Como ya se señaló, el tipo más común de matrimonio con un tipo de herencia autosómica recesiva es el matrimonio entre portadores heterocigotos. Entonces todas las características especificadas se observarán en los pedigríes. Sin embargo, en algunos casos, si hay una enfermedad autosómica recesiva en la familia, el pedigrí puede "adquirir la apariencia" de un tipo de herencia pseudodominante. Esto puede ocurrir en dos casos: 1) la enfermedad a menudo es causada
un gen recesivo que aparece; 2) la enfermedad es causada por un gen recesivo raro, pero la familia tiene un alto porcentaje de matrimonios consanguíneos (Fig. 8).
Si la patología causada por el gen recesivo no afecta la viabilidad del organismo y es bastante común en la población, entonces son posibles los matrimonios entre dos individuos con una enfermedad autosómica recesiva. De un matrimonio de este tipo (aa X aa), todos los hijos tendrán este fenotipo patológico. Por ejemplo, del matrimonio de dos albinos, todos los hijos serán albinos (Fig. 9). En el pedigrí fig. La Figura 8 muestra la herencia de la alcaptonuria, una enfermedad autosómica recesiva. Debido a la alta frecuencia de matrimonios consanguíneos en la familia, el tipo de pedigrí se asemeja al del tipo de herencia dominante (tipo pseudodominante).
Con un tipo de herencia autosómica recesiva, como con una autosómica dominante, son posibles diferentes grados de expresividad del rasgo y frecuencia de penetrancia.
Muy a menudo, las enfermedades recesivas ocurren esporádicamente en familias. En este caso, la aparición de un niño enfermo puede ser el resultado del primer matrimonio en la familia entre padres heterocigotos, o puede ocurrir en el matrimonio de un portador heterocigoto con uno sano, en cuya célula germinal se ha producido la mutación primaria. ocurrió.

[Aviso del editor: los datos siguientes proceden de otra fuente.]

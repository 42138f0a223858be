//! Derived attribute computation (spec.md §4.5). Each function is a pure
//! `(clean_row, client_meta, file_meta, ardef_record?) -> value` projection,
//! computed one row at a time over the cleaned columnar frame.
//!
//! The classification truth tables (`authorization_code_valid`,
//! `business_transaction_type`, `reversal_indicator`) are preserved
//! verbatim from the source and must not be "simplified" — see
//! `calculate.py` in the original BASE II implementation.

use crate::metadata::client::Client;
use crate::metadata::country::CountryTable;
use crate::metadata::currency::CurrencyTable;
use crate::metadata::transaction_type::TransactionTypeTable;
use crate::pipeline::{ardef_resolver, dates, jurisdiction};
use crate::types::ardef::ArdefRecord;
use crate::types::{Cell, Table};

/// Ranked column-candidate lists for the coalescing attributes, one set per
/// BASE II sub-record variant that can carry the field. The first non-blank
/// wins.
mod coalesce_candidates {
    pub const BUSINESS_APPLICATION_ID: &[&str] =
        &["business_application_id_0", "business_application_id_1"];
    pub const BUSINESS_FORMAT_CODE: &[&str] = &["business_format_code_0", "business_format_code_1"];
    pub const MESSAGE_REASON_CODE: &[&str] = &["message_reason_code_0", "message_reason_code_1"];
    pub const NETWORK_IDENTIFICATION_CODE: &[&str] =
        &["network_identification_code_0", "network_identification_code_1"];
    pub const TYPE_OF_PURCHASE: &[&str] = &["type_of_purchase_0", "type_of_purchase_1"];
    pub const SURCHARGE_AMOUNT: &[&str] =
        &["surcharge_amount_0", "surcharge_amount_1", "surcharge_amount_2"];
}

fn coalesce_first_non_blank(row: &Table, idx: usize, candidates: &[&str]) -> Cell {
    for name in candidates {
        let cell = row.get(name, idx);
        if !cell.to_comparable_string().trim().is_empty() {
            return cell.clone();
        }
    }
    Cell::Null
}

fn max_decimal_across(row: &Table, idx: usize, candidates: &[&str]) -> Cell {
    let max = candidates
        .iter()
        .filter_map(|name| row.get(name, idx).as_decimal())
        .fold(None, |acc: Option<f64>, v| {
            Some(acc.map_or(v, |a| a.max(v)))
        });
    match max {
        Some(v) => Cell::Decimal(v),
        None => Cell::Null,
    }
}

fn normalize_bin(raw: &str, digits: usize) -> String {
    raw.chars()
        .map(|c| if c == '*' { '0' } else { c })
        .filter(|c| c.is_ascii_digit())
        .take(digits)
        .collect()
}

fn authorization_code_valid(authorization_code: &str) -> &'static str {
    const INVALID_TAIL: &[&str] = &[" ", "0000", "00000", "0000n", "0000p", "0000y"];
    if authorization_code.ends_with('x') {
        return "INVALID";
    }
    let tail: String = authorization_code
        .chars()
        .rev()
        .take(5)
        .collect::<Vec<_>>()
        .into_iter()
        .rev()
        .collect();
    if INVALID_TAIL.contains(&tail.as_str()) {
        return "INVALID";
    }
    "VALID"
}

fn business_transaction_type(
    draft_code: &str,
    merchant_category_code: Option<i64>,
    usage_code: Option<i64>,
    _special_condition_indicator: &str,
    _draft_code_qualifier_0: Option<i64>,
) -> i64 {
    const SALE_CODES: &[&str] = &["05", "15", "25", "35"];
    const CASH_CODES: &[&str] = &["06", "16", "26", "36"];
    const REFUND_CODES: &[&str] = &["07", "17", "27", "37"];
    const QUASI_CASH_MCCS: &[i64] = &[4829, 6051, 7995];

    if SALE_CODES.contains(&draft_code) {
        return match merchant_category_code {
            Some(mcc) if QUASI_CASH_MCCS.contains(&mcc) => 3,
            _ => 1,
        };
    }
    if CASH_CODES.contains(&draft_code) && usage_code == Some(1) {
        // The source's np.select takes the first matching condition, and
        // cash/usage_code==1 alone already covers the "+ special 7/8" and
        // "+ qualifier==2" conditions listed after it, so those two never
        // fire; every such row resolves to 19.
        return 19;
    }
    if REFUND_CODES.contains(&draft_code) {
        return match merchant_category_code {
            Some(6010) => 21,
            Some(6011) => 22,
            _ => 255,
        };
    }
    255
}

fn reversal_indicator(draft_code: &str) -> i64 {
    const REVERSAL_CODES: &[&str] = &["25", "26", "27", "35", "36", "37"];
    if REVERSAL_CODES.contains(&draft_code) {
        1
    } else {
        0
    }
}

/// Computes every derived attribute for one cleaned BASE II draft frame,
/// given the ARDEF binding, client BIN lists, and lookup tables each row
/// needs.
pub fn calculate(
    clean: &Table,
    ardef_bindings: &[ArdefRecord],
    client: &Client,
    country_table: &CountryTable,
    currency_table: &CurrencyTable,
    transaction_type_table: &TransactionTypeTable,
) -> Table {
    let row_count = clean.row_count();
    let mut out = Table::with_row_count(row_count);

    let business_transaction_types: Vec<i64> = (0..row_count)
        .map(|i| {
            business_transaction_type(
                clean.get("draft_code", i).as_str().unwrap_or(""),
                clean.get("merchant_category_code", i).as_int(),
                clean.get("usage_code", i).as_int(),
                clean
                    .get("special_condition_indicator_merchant_draft_indicator", i)
                    .as_str()
                    .unwrap_or(""),
                clean.get("draft_code_qualifier_0", i).as_int(),
            )
        })
        .collect();

    out.push_column(
        "transaction_type_id",
        business_transaction_types
            .iter()
            .map(|&btt| match transaction_type_table.transaction_type_of(btt) {
                Some(id) => Cell::Str(id.to_string()),
                None => Cell::Null,
            })
            .collect(),
    );

    out.push_column(
        "authorization_code_valid",
        (0..row_count)
            .map(|i| {
                Cell::Str(
                    authorization_code_valid(clean.get("authorization_code", i).as_str().unwrap_or(""))
                        .to_string(),
                )
            })
            .collect(),
    );

    out.push_column(
        "business_transaction_type",
        business_transaction_types.iter().map(|&v| Cell::Int(v)).collect(),
    );

    out.push_column(
        "reversal_indicator",
        (0..row_count)
            .map(|i| Cell::Int(reversal_indicator(clean.get("draft_code", i).as_str().unwrap_or(""))))
            .collect(),
    );

    out.push_column(
        "timeliness",
        (0..row_count)
            .map(|i| {
                match (
                    clean.get("central_processing_date", i).as_date(),
                    clean.get("purchase_date", i).as_date(),
                ) {
                    (Some(central), Some(purchase)) => {
                        Cell::Int(dates::timeliness_days(central, purchase))
                    }
                    _ => Cell::Null,
                }
            })
            .collect(),
    );

    out.push_column(
        "issuer_bin_8",
        (0..row_count)
            .map(|i| {
                Cell::Str(normalize_bin(clean.get("pan", i).as_str().unwrap_or(""), 8))
            })
            .collect(),
    );

    out.push_column(
        "acquirer_bin",
        (0..row_count)
            .map(|i| {
                Cell::Str(normalize_bin(
                    clean.get("retrieval_reference_number", i).as_str().unwrap_or(""),
                    6,
                ))
            })
            .collect(),
    );

    out.push_column(
        "business_application_id",
        (0..row_count)
            .map(|i| coalesce_first_non_blank(clean, i, coalesce_candidates::BUSINESS_APPLICATION_ID))
            .collect(),
    );
    out.push_column(
        "business_format_code",
        (0..row_count)
            .map(|i| coalesce_first_non_blank(clean, i, coalesce_candidates::BUSINESS_FORMAT_CODE))
            .collect(),
    );
    out.push_column(
        "message_reason_code",
        (0..row_count)
            .map(|i| coalesce_first_non_blank(clean, i, coalesce_candidates::MESSAGE_REASON_CODE))
            .collect(),
    );
    out.push_column(
        "network_identification_code",
        (0..row_count)
            .map(|i| {
                coalesce_first_non_blank(clean, i, coalesce_candidates::NETWORK_IDENTIFICATION_CODE)
            })
            .collect(),
    );
    out.push_column(
        "type_of_purchase",
        (0..row_count)
            .map(|i| coalesce_first_non_blank(clean, i, coalesce_candidates::TYPE_OF_PURCHASE))
            .collect(),
    );
    out.push_column(
        "surcharge_amount",
        (0..row_count)
            .map(|i| max_decimal_across(clean, i, coalesce_candidates::SURCHARGE_AMOUNT))
            .collect(),
    );

    out.push_column(
        "source_currency_code_alphabetic",
        (0..row_count)
            .map(|i| {
                let numeric = clean.get("source_currency_code", i).to_comparable_string();
                match currency_table.alphabetic_of(&numeric) {
                    Some(alpha) => Cell::Str(alpha.to_string()),
                    None => Cell::Null,
                }
            })
            .collect(),
    );

    // ARDEF-projected attributes: direct column projection from the bound record.
    let project = |f: fn(&ArdefRecord) -> Option<&str>| -> Vec<Cell> {
        ardef_bindings
            .iter()
            .map(|r| f(r).map(|s| Cell::Str(s.to_string())).unwrap_or(Cell::Null))
            .collect()
    };
    out.push_column("funding_source", project(|r| r.funding_source.as_deref()));
    out.push_column("issuer_country", project(|r| r.issuer_country.as_deref()));
    out.push_column("issuer_region", project(|r| r.issuer_region.as_deref()));
    out.push_column("product_id", project(|r| r.product_id.as_deref()));
    out.push_column("product_subtype", project(|r| r.product_subtype.as_deref()));
    out.push_column("ardef_country", project(|r| r.ardef_country.as_deref()));
    out.push_column("b2b_program_id", project(|r| r.b2b_program_id.as_deref()));
    out.push_column("fast_funds", project(|r| r.fast_funds.as_deref()));
    out.push_column("nnss_indicator", project(|r| r.nnss_indicator.as_deref()));
    out.push_column(
        "technology_indicator",
        project(|r| r.technology_indicator.as_deref()),
    );
    out.push_column("travel_indicator", project(|r| r.travel_indicator.as_deref()));

    // Jurisdiction classification, one row at a time.
    let mut jurisdictions = Vec::with_capacity(row_count);
    let mut jurisdiction_assigned = Vec::with_capacity(row_count);
    for i in 0..row_count {
        let merchant_country = clean.get("merchant_country", i).to_comparable_string();
        let issuer_bin = out.get("issuer_bin_8", i).to_comparable_string();
        let acquirer_bin = out.get("acquirer_bin", i).to_comparable_string();
        let result = jurisdiction::classify(
            &merchant_country,
            &ardef_bindings[i],
            client,
            country_table,
            &issuer_bin,
            &acquirer_bin,
        );
        jurisdictions.push(Cell::Str(result.jurisdiction.as_str().to_string()));
        jurisdiction_assigned.push(Cell::Str(result.jurisdiction_assigned));
    }
    out.push_column("jurisdiction", jurisdictions);
    out.push_column("jurisdiction_assigned", jurisdiction_assigned);

    out
}

/// Convenience wrapper used by the calculate stage command: binds ARDEF per
/// row from raw PAN values before computing derived attributes.
pub fn bind_ardef_rows(clean: &Table, index: &crate::types::ardef::ArdefIndex) -> Vec<ArdefRecord> {
    (0..clean.row_count())
        .map(|i| {
            let pan = clean.get("pan", i).as_str().unwrap_or("");
            index.lookup(ardef_resolver::account9(pan)).clone()
        })
        .collect()
}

Para evaluar correctamente un caso esporádico de una enfermedad recesiva y establecer el grado de riesgo de tener otros hijos enfermos, es necesario determinar el estado de portador heterocigoto. Ahora se han desarrollado pruebas que pueden detectar diferencias fenotípicas sutiles entre portadores heterocigotos e individuos sanos.